Never a hero, always a criminal
The son and grandson of admirals, McCain was a pilot in the U.S. war against the Vietnamese (from the 1960-70s). McCain was a dive bomber pilot, murdering indiscriminately from the sky, dropping bombs and napalm on the working class in Vietnam. He gained fame when his plane was shot down and he was captured, spending five years in a prisoners of war camp (POW).
While many Vietnam veterans came to understand the imperialist and racist nature of the war, McCain internalized U.S. imperialism’s racism. In spite of his captors fishing him out of a lake, treating his wounds and keeping him alive, long after the war. Yet McCain continued to call Vietnamese workers by racist terms, boasting that he would hate them his whole life.
Along with racism, the fable that U.S. wars defend U.S. workers, rather than capitalist profits, underlies the term “hero” as applied by the bosses to those who willingly slaughter our class sisters and brothers overseas. In that vein the ruling class hailed this murderer as a hero.

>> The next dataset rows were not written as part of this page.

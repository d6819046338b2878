pub mod config;
pub mod logging;
pub mod router;
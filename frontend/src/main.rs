use yew::prelude::*;

mod components;
mod hooks;
mod pages;
mod services;

use hooks::use_auth::AuthProvider;
use hooks::use_toast::ToastProvider;
use pages::carteira::Carteira;
use pages::not_found::NotFound;
use services::config::AppConfig;
use services::logging::Logger;
use services::router::AppRoute;

#[function_component(App)]
fn app() -> Html {
    let config = use_memo((), |_| AppConfig::from_location());
    let route = use_memo((), |_| AppRoute::current());

    use_effect_with(*route, |route| {
        Logger::debug_with_component("App", &format!("Mounted route {:?}", route));
        || ()
    });

    let page = match *route {
        AppRoute::Carteira => html! { <Carteira /> },
        AppRoute::NotFound => html! { <NotFound /> },
    };

    html! {
        <ContextProvider<AppConfig> context={(*config).clone()}>
            <AuthProvider>
                <ToastProvider>
                    {page}
                </ToastProvider>
            </AuthProvider>
        </ContextProvider<AppConfig>>
    }
}

fn main() {
    yew::Renderer::<App>::new().render();
}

To the working class, the real heroes in Vietnam were the workers whose communist-led People’s War, defeated U.S. imperialism. As well as the tens of thousands of U.S. working-class soldiers who rebelled against the bosses war.
McCain parlayed his second wife’s wealth along with his military service into a long political career. With four years in the House and thirty-one years in the Senate, he was the Republican choice to oppose Barack Obama for president in 2008. During that campaign McCain raised warmongering in the Middle East to an art form, famously singing about bombing Iran, among other targets. He was among the first to push President George W. Bush for an invasion of Iraq following 9/11.
McCain’s undeserved reputation as a “maverick” obscured his consistent support for the general interests of our exploiters and oppressors. While he occasionally opposed President Trump publicly, he voted with him 80 percent of the time. Furthermore, like Trump, he was a consistent racist, keeping white supremacists on his payroll (Daily Kos 6/19/2008), voting against making Martin Luther King’s birthday a federal holiday, and opposing the removal of the Confederate flag from South Carolina’s Statehouse.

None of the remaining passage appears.